* EXERCISE PROMPT
Every line below between the one holding "if let Some(version)" and the one holding "it is absent.", inclusive, should be copied exactly, and no other line.

* DATASET RECORDS
+ + +

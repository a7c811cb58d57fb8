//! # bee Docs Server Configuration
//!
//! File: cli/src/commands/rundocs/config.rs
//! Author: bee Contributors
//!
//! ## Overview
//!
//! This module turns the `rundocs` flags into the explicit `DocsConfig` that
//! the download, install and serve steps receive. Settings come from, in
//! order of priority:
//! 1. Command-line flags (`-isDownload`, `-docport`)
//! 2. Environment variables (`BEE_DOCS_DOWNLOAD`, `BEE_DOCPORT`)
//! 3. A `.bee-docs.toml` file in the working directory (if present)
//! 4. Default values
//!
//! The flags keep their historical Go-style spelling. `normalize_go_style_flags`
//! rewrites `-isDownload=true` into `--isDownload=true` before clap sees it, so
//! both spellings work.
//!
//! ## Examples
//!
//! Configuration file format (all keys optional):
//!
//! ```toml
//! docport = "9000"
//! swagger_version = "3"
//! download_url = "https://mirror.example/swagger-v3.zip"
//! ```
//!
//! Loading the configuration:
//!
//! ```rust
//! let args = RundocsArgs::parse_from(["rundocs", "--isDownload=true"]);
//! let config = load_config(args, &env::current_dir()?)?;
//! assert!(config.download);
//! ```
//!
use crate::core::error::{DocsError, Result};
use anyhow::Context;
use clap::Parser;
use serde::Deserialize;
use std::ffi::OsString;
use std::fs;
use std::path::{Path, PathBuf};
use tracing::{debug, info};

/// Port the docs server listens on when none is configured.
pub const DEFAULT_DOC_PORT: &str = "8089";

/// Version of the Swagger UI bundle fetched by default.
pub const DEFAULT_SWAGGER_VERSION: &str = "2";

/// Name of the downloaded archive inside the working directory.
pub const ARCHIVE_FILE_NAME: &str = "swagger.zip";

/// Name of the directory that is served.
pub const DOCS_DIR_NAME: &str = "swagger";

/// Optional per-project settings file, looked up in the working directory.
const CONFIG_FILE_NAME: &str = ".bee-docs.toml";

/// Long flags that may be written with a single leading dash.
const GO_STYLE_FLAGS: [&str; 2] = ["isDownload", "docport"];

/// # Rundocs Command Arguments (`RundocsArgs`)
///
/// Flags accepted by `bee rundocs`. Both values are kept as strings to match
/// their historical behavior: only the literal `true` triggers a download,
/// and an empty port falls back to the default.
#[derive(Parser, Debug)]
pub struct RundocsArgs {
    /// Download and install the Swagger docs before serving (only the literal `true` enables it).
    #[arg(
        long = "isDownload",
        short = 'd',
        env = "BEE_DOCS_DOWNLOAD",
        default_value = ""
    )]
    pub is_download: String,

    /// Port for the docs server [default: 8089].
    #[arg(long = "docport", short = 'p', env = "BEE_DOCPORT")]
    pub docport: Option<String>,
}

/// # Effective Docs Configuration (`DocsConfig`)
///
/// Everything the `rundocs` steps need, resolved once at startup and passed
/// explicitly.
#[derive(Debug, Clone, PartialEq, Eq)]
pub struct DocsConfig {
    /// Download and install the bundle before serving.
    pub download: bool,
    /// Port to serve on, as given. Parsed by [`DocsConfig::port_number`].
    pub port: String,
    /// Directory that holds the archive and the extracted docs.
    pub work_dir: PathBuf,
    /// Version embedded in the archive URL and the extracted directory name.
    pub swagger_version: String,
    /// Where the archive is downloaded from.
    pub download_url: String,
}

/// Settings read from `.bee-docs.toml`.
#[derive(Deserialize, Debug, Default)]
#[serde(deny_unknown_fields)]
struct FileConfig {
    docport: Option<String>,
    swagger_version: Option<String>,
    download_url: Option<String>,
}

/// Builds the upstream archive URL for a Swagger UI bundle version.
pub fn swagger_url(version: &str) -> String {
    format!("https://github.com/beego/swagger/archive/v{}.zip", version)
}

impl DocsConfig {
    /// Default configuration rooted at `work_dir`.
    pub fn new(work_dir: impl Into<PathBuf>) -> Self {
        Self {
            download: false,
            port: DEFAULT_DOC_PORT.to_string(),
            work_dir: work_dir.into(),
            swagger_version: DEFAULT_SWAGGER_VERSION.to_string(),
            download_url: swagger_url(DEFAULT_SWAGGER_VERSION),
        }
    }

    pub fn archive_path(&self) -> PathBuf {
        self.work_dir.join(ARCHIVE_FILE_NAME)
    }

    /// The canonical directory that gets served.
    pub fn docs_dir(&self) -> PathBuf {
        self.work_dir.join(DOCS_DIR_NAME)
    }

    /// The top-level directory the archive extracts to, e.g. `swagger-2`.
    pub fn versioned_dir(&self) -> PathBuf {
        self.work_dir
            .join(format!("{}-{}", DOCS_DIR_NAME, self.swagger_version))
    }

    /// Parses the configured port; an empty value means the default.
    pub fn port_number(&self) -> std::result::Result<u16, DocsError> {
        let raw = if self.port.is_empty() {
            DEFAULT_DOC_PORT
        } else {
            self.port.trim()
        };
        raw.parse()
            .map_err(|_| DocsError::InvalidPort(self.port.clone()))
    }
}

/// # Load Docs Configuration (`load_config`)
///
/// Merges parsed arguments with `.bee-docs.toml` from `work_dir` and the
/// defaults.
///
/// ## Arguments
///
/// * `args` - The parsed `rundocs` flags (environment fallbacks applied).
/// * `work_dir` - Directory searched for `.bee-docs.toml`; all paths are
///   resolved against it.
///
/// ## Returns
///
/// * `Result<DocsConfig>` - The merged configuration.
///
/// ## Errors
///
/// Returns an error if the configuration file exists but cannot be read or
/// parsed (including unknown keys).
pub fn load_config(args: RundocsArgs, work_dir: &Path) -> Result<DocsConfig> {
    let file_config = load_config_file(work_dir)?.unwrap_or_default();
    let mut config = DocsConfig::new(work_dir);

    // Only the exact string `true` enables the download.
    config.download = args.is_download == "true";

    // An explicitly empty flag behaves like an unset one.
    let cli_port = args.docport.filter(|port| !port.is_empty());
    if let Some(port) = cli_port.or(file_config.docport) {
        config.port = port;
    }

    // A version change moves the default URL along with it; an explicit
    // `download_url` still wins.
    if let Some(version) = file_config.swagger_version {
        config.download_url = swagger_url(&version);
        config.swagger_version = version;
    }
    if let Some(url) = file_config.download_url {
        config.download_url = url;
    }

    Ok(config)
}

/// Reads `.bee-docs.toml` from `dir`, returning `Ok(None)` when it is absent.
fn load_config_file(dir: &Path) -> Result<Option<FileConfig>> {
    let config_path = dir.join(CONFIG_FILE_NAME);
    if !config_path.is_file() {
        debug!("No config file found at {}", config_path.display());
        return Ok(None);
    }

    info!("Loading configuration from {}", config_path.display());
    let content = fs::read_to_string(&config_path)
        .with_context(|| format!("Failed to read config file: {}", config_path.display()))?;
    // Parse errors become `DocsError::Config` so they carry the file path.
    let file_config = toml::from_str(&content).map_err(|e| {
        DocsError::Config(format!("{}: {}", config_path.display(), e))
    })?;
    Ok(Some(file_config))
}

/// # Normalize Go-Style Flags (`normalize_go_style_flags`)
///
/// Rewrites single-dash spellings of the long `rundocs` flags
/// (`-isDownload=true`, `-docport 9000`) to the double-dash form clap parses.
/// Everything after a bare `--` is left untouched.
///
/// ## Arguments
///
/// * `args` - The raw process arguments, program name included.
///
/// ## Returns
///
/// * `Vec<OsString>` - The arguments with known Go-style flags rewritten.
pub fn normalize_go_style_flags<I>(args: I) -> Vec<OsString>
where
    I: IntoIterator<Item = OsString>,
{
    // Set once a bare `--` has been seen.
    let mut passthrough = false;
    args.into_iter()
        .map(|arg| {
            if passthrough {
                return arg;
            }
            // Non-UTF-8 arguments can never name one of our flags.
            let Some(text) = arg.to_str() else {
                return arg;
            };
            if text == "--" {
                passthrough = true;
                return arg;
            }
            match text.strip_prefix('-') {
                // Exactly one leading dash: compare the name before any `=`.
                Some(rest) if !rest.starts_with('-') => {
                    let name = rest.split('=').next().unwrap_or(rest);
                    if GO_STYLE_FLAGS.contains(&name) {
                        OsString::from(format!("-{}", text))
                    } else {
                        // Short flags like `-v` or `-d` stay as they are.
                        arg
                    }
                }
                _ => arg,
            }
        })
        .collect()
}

+ + +

* OUTPUT
    if let Some(version) = file_config.swagger_version {
        config.download_url = swagger_url(&version);
        config.swagger_version = version;
    }
    if let Some(url) = file_config.download_url {
        config.download_url = url;
    }

    Ok(config)
}

/// Reads `.bee-docs.toml` from `dir`, returning `Ok(None)` when it is absent.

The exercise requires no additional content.